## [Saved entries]
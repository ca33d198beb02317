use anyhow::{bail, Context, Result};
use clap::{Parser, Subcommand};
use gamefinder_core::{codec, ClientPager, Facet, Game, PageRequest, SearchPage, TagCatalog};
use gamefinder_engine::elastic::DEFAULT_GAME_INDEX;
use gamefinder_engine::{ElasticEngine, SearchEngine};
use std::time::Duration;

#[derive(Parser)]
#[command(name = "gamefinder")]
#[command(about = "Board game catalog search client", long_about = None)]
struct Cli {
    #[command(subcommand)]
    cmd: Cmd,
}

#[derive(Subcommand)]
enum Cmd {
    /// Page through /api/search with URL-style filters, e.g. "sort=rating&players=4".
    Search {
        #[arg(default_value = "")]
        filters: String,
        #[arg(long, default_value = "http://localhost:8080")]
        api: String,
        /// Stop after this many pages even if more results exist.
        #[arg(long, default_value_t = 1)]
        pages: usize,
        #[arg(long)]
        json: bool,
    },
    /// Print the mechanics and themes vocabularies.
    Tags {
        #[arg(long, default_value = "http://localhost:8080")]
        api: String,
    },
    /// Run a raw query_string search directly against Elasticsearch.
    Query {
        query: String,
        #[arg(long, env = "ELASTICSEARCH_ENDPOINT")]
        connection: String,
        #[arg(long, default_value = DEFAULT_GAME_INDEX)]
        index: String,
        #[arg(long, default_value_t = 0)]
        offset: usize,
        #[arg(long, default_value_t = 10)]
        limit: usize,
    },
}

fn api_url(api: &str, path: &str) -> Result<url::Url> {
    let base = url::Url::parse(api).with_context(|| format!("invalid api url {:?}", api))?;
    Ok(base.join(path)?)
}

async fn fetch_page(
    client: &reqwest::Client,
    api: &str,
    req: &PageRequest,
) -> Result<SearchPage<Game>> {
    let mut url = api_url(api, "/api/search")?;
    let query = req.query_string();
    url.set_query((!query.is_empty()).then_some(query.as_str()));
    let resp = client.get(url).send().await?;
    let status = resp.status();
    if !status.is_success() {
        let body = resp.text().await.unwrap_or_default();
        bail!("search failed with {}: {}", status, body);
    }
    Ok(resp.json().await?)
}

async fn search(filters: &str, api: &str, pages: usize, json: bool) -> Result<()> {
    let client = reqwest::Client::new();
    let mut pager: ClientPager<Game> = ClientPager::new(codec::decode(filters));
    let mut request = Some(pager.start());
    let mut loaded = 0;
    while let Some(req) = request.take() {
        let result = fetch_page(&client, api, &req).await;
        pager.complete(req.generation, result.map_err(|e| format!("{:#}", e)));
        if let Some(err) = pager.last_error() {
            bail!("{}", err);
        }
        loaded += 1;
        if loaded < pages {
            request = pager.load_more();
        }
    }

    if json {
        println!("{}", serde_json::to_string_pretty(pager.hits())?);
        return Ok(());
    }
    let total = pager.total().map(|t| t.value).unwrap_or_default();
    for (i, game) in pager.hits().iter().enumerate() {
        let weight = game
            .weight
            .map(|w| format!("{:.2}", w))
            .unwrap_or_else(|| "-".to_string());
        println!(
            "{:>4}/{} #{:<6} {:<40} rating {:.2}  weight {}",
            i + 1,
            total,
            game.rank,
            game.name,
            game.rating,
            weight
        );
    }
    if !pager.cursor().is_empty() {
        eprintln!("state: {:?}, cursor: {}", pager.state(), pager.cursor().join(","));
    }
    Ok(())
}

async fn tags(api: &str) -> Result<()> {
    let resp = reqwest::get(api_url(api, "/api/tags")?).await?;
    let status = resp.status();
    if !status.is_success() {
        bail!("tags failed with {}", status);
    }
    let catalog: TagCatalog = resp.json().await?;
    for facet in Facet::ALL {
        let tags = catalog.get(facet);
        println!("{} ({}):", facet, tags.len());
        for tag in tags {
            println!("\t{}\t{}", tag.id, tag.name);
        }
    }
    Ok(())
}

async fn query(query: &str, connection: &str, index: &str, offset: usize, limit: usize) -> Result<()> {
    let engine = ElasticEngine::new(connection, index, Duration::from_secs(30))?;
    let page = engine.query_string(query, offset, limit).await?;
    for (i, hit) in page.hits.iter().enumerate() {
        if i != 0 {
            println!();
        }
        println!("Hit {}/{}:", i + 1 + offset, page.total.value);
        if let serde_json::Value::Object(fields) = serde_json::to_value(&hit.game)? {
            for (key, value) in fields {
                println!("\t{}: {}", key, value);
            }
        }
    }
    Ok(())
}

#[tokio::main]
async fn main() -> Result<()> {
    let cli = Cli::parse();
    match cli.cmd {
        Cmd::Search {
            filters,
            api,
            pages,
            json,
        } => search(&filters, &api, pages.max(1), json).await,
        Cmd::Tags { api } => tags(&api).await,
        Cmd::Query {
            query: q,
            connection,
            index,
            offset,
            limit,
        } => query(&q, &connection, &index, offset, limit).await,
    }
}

## [EXERCISE]
Retype the data. Every line must match the original exactly.

## [SOLUTION FOR THIS TASK]
repository ca33d198beb02317
use anyhow::{bail, Context, Result};
use clap::{Parser, Subcommand};
use gamefinder_core::{codec, ClientPager, Facet, Game, PageRequest, SearchPage, TagCatalog};
use gamefinder_engine::elastic::DEFAULT_GAME_INDEX;
use gamefinder_engine::{ElasticEngine, SearchEngine};
use std::time::Duration;

#[derive(Parser)]
#[command(name = "gamefinder")]
#[command(about = "Board game catalog search client", long_about = None)]
struct Cli {
    #[command(subcommand)]
    cmd: Cmd,
}

#[derive(Subcommand)]
enum Cmd {
    /// Page through /api/search with URL-style filters, e.g. "sort=rating&players=4".
    Search {
        #[arg(default_value = "")]
        filters: String,
        #[arg(long, default_value = "http://localhost:8080")]
        api: String,
        /// Stop after this many pages even if more results exist.
        #[arg(long, default_value_t = 1)]
        pages: usize,
        #[arg(long)]
        json: bool,
    },
    /// Print the mechanics and themes vocabularies.
    Tags {
        #[arg(long, default_value = "http://localhost:8080")]
        api: String,
    },
    /// Run a raw query_string search directly against Elasticsearch.
    Query {
        query: String,
        #[arg(long, env = "ELASTICSEARCH_ENDPOINT")]
        connection: String,
        #[arg(long, default_value = DEFAULT_GAME_INDEX)]
        index: String,
        #[arg(long, default_value_t = 0)]
        offset: usize,
        #[arg(long, default_value_t = 10)]
        limit: usize,
    },
}

fn api_url(api: &str, path: &str) -> Result<url::Url> {
    let base = url::Url::parse(api).with_context(|| format!("invalid api url {:?}", api))?;
    Ok(base.join(path)?)
}

async fn fetch_page(
    client: &reqwest::Client,
    api: &str,
    req: &PageRequest,
) -> Result<SearchPage<Game>> {
    let mut url = api_url(api, "/api/search")?;
    let query = req.query_string();
    url.set_query((!query.is_empty()).then_some(query.as_str()));
    let resp = client.get(url).send().await?;
    let status = resp.status();
    if !status.is_success() {
        let body = resp.text().await.unwrap_or_default();
        bail!("search failed with {}: {}", status, body);
    }
    Ok(resp.json().await?)
}

async fn search(filters: &str, api: &str, pages: usize, json: bool) -> Result<()> {
    let client = reqwest::Client::new();
    let mut pager: ClientPager<Game> = ClientPager::new(codec::decode(filters));
    let mut request = Some(pager.start());
    let mut loaded = 0;
    while let Some(req) = request.take() {
        let result = fetch_page(&client, api, &req).await;
        pager.complete(req.generation, result.map_err(|e| format!("{:#}", e)));
        if let Some(err) = pager.last_error() {
            bail!("{}", err);
        }
        loaded += 1;
        if loaded < pages {
            request = pager.load_more();
        }
    }

    if json {
        println!("{}", serde_json::to_string_pretty(pager.hits())?);
        return Ok(());
    }
    let total = pager.total().map(|t| t.value).unwrap_or_default();
    for (i, game) in pager.hits().iter().enumerate() {
        let weight = game
            .weight
            .map(|w| format!("{:.2}", w))
            .unwrap_or_else(|| "-".to_string());
        println!(
            "{:>4}/{} #{:<6} {:<40} rating {:.2}  weight {}",
            i + 1,
            total,
            game.rank,
            game.name,
            game.rating,
            weight
        );
    }
    if !pager.cursor().is_empty() {
        eprintln!("state: {:?}, cursor: {}", pager.state(), pager.cursor().join(","));
    }
    Ok(())
}

async fn tags(api: &str) -> Result<()> {
    let resp = reqwest::get(api_url(api, "/api/tags")?).await?;
    let status = resp.status();
    if !status.is_success() {
        bail!("tags failed with {}", status);
    }
    let catalog: TagCatalog = resp.json().await?;
    for facet in Facet::ALL {
        let tags = catalog.get(facet);
        println!("{} ({}):", facet, tags.len());
        for tag in tags {
            println!("\t{}\t{}", tag.id, tag.name);
        }
    }
    Ok(())
}

async fn query(query: &str, connection: &str, index: &str, offset: usize, limit: usize) -> Result<()> {
    let engine = ElasticEngine::new(connection, index, Duration::from_secs(30))?;
    let page = engine.query_string(query, offset, limit).await?;
    for (i, hit) in page.hits.iter().enumerate() {
        if i != 0 {
            println!();
        }
        println!("Hit {}/{}:", i + 1 + offset, page.total.value);
        if let serde_json::Value::Object(fields) = serde_json::to_value(&hit.game)? {
            for (key, value) in fields {
                println!("\t{}: {}", key, value);
            }
        }
    }
    Ok(())
}

#[tokio::main]
async fn main() -> Result<()> {
    let cli = Cli::parse();
    match cli.cmd {
        Cmd::Search {
            filters,
            api,
            pages,
            json,
        } => search(&filters, &api, pages.max(1), json).await,
        Cmd::Tags { api } => tags(&api).await,
        Cmd::Query {
            query: q,
            connection,
            index,
            offset,
            limit,
        } => query(&q, &connection, &index, offset, limit).await,
    }
}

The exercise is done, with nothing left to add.